Sugar Snap Peas, a new approach (for me, anyway!)

I planted 18 sugar snap peas almost a month ago, and only two germinated. Here they are:

non-innoculated sugar snap peas

(Note that all the photos are clickable to larger versions.)

I did a little reading, and learned that legumes benefit from being “innoculated” with a special garden soil mix of bacteria. I found this one at Walter Anderson nursery:

Dr. Earth Soil Innoculant

I first soaked the peas in water for 24 hours and drained them. While wet, I sprinkled about a third of this half-ounce package of Dr. Earth SuperActive Biological Soil Innoculant over the peas and stirred gently.
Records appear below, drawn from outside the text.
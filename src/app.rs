use eframe::egui;

use crate::config::AppConfig;
use crate::state::AppState;
use crate::ui::panels;

// ---------------------------------------------------------------------------
// eframe App implementation
// ---------------------------------------------------------------------------

pub struct WeatherDashboardApp {
    pub state: AppState,
}

impl WeatherDashboardApp {
    /// Create the app and load the configured data file.
    pub fn new(config: AppConfig) -> Self {
        let path = config.data_path.clone();
        let mut state = AppState::new(config);
        state.load_path(path);
        Self { state }
    }
}

impl eframe::App for WeatherDashboardApp {
    fn update(&mut self, ctx: &egui::Context, _frame: &mut eframe::Frame) {
        // ---- Top panel: menu bar ----
        egui::TopBottomPanel::top("top_bar").show(ctx, |ui| {
            panels::top_bar(ui, &mut self.state);
        });

        // ---- Left side panel: city selector + current summary ----
        egui::SidePanel::left("city_panel")
            .default_width(240.0)
            .resizable(true)
            .show(ctx, |ui| {
                panels::side_panel(ui, &mut self.state);
            });

        // ---- Central panel: table and charts ----
        egui::CentralPanel::default().show(ctx, |ui| {
            panels::report_view(ui, &self.state);
        });
    }
}
/// Data layer: core types, loading, caching and city selection.
///
/// Architecture:
/// ```text
///  .csv / .json / .parquet
///        │
///        ▼
///   ┌──────────┐
///   │  loader   │  parse file, drop incomplete rows → WeatherTable
///   └──────────┘
///        │
///        ▼
///   ┌──────────┐
///   │  cache    │  (SourceVersion, Arc<WeatherTable>)
///   └──────────┘
///        │
///        ▼
///   ┌──────────┐
///   │  filter   │  distinct cities, city name → CitySubset
///   └──────────┘
/// ```

pub mod cache;
pub mod filter;
pub mod loader;
pub mod model;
The innoculant combined with the water into a syrupy black coating for the peas. I then planted up two Grow-Boxes of 18-20 plants each. I planted a few in a beet Grow-Box, too, since the beets are almost done. Just for comparison with future photos, here’s one Grow-Box, freshly planted. (Yep, no plants here at all. Like I said, I include it here just as a baseline for comparison with future photos of this box. Here’s hoping I get a real forest of sugar snap peas before the weather turns hot!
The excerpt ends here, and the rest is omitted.